We will find them and demonstrate to them that we are able to provide (A REALLY GOOD solution) which deals with at least some of their main problems (sliding market share / increasing costs / shrinking margin – see above.)
These people or organisations are worth this massive brain effort and emotional energy because they are a part of (a much larger Big Market – define it) which we will then be able to attack using the credibility gained and lessons learned from gaining and securing the beachhead market. And by the way, we already have a good idea of what we will do once we have planted the flag on that hill!
To find them and start conversations which may lead to (their buying our product / using our service) we need to begin communications like this (be very precise), we need to say this (be very very precise) and we will not stop until we have (x) customers or (y) users – or whatever metric works. (The metric is not an abstraction. Reach not for the stars but for the table you can sit at. If you’re a two-man startup, trying to get General Motors’ business is probably a faintly ridiculous proposition. Aim for what you can feasibly achieve and, once you’ve got there, service with excellence. Always under-promise and over-deliver.)

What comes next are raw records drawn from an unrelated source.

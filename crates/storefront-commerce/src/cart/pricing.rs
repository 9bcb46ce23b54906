//! Order summary calculations.

use crate::cart::CartState;
use crate::error::CommerceError;
use crate::money::Money;
use serde::{Deserialize, Serialize};

/// Shipping and tax rules for the order summary.
#[derive(Debug, Clone, Copy, PartialEq, Serialize, Deserialize)]
#[serde(default)]
pub struct PricingRules {
    /// Orders strictly above this ship free.
    pub free_shipping_threshold: Money,
    /// Shipping charged otherwise.
    pub flat_shipping: Money,
    /// Sales tax, in percent of the subtotal.
    pub tax_rate_percent: f64,
}

impl Default for PricingRules {
    fn default() -> Self {
        Self {
            free_shipping_threshold: Money::new(5000),
            flat_shipping: Money::new(499),
            tax_rate_percent: 7.0,
        }
    }
}

/// Totals shown next to the cart.
#[derive(Debug, Clone, Copy, PartialEq, Serialize, Deserialize)]
#[serde(rename_all = "camelCase")]
pub struct OrderSummary {
    pub subtotal: Money,
    pub shipping: Money,
    pub tax: Money,
    /// subtotal + shipping + tax.
    pub grand_total: Money,
    /// Units in the cart.
    pub item_count: i64,
}

impl OrderSummary {
    /// Summarize a cart. An empty cart has no shipping charge.
    pub fn calculate(cart: &CartState, rules: &PricingRules) -> Result<Self, CommerceError> {
        let subtotal = cart.total_amount();
        let shipping = if cart.is_empty() || subtotal > rules.free_shipping_threshold {
            Money::zero()
        } else {
            rules.flat_shipping
        };
        let tax = subtotal.percentage(rules.tax_rate_percent);
        let grand_total =
            Money::try_sum([subtotal, shipping, tax]).ok_or(CommerceError::Overflow)?;

        Ok(Self {
            subtotal,
            shipping,
            tax,
            grand_total,
            item_count: cart.item_count()?,
        })
    }

    pub fn has_free_shipping(&self) -> bool {
        self.shipping.is_zero()
    }
}
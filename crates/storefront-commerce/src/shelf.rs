//! Product lists kept directly in the local store.

use crate::catalog::CatalogProduct;
use crate::error::CommerceError;
use storefront_cache::{Cache, CacheError, KeyValueStore};

/// A JSON array of product records under one key.
///
/// Unreadable JSON is treated as an empty list.
#[derive(Debug, Clone)]
pub(crate) struct ProductShelf<S> {
    cache: Cache<S>,
    key: String,
}

impl<S: KeyValueStore> ProductShelf<S> {
    pub(crate) fn new(cache: Cache<S>, key: impl Into<String>) -> Self {
        Self {
            cache,
            key: key.into(),
        }
    }

    pub(crate) fn key(&self) -> &str {
        &self.key
    }

    pub(crate) fn set_key(&mut self, key: impl Into<String>) {
        self.key = key.into();
    }

    pub(crate) fn load(&self) -> Result<Vec<CatalogProduct>, CommerceError> {
        match self.cache.get::<Vec<CatalogProduct>>(&self.key) {
            Ok(products) => Ok(products.unwrap_or_default()),
            Err(CacheError::SerializeError(e)) => {
                tracing::warn!(key = %self.key, error = %e, "discarding unreadable product list");
                Ok(Vec::new())
            }
            Err(e) => Err(e.into()),
        }
    }

    pub(crate) fn save(&self, products: &[CatalogProduct]) -> Result<(), CommerceError> {
        self.cache.set(&self.key, products)?;
        tracing::debug!(key = %self.key, len = products.len(), "saved product list");
        Ok(())
    }
}
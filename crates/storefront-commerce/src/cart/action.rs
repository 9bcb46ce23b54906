//! Cart actions.

use crate::cart::ProductSnapshot;
use crate::ids::ProductId;
use serde::{Deserialize, Serialize};

/// A change requested by the presentation layer.
#[derive(Debug, Clone, PartialEq, Serialize, Deserialize)]
#[serde(tag = "type", rename_all = "camelCase")]
pub enum CartAction {
    /// Add units of a product, merging with an existing line item.
    AddItem {
        product: ProductSnapshot,
        quantity: i64,
    },
    /// Remove a product entirely.
    RemoveItem { id: ProductId },
    /// One more unit.
    IncrementQuantity { id: ProductId },
    /// One fewer unit, never below 1.
    DecrementQuantity { id: ProductId },
    /// Remove everything.
    ClearCart,
}

impl CartAction {
    /// Short name for logs.
    pub fn name(&self) -> &'static str {
        match self {
            CartAction::AddItem { .. } => "addItem",
            CartAction::RemoveItem { .. } => "removeItem",
            CartAction::IncrementQuantity { .. } => "incrementQuantity",
            CartAction::DecrementQuantity { .. } => "decrementQuantity",
            CartAction::ClearCart => "clearCart",
        }
    }
}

In order to do all this we need the following (technology, communications, creative services – be very precise; “design a website” is not precise) which we will find here (make a list; lists are good) and implement in the following order (insert, with a degree of precision.)
Notice one word which comes up again and again? Precision. As much as it seems either impossible or a total waste of time to try and figure out precisely the details of something which exists mostly in your head or on a few sheets of paper, it is vital to do so, and to keep doing so until they all fall into place. My partners and I used to say “how the hell would they write a business plan for Twitter at the very beginning.” (They probably didn’t but that is not even the point.) We don’t say that any more, for two reasons. One, Twitter and a couple of other similar companies are classic Black Swans – right place, right time, unlikely to be repeated, essentially irrelevant in terms of planning the execution of A Normal Startup. Two, and more importantly, look at how hard it has been for them to figure out ways of making money without alienating their user base. Somehow, relying on creating “the next Twitter” is a strategy, a hoping and praying game destined to end up with the platoon being slaughtered long before any reinforcements arrive. They probably never will – investors like to see how you’re going to give them a decent shot at planting the flag on the hill (read: ROI.)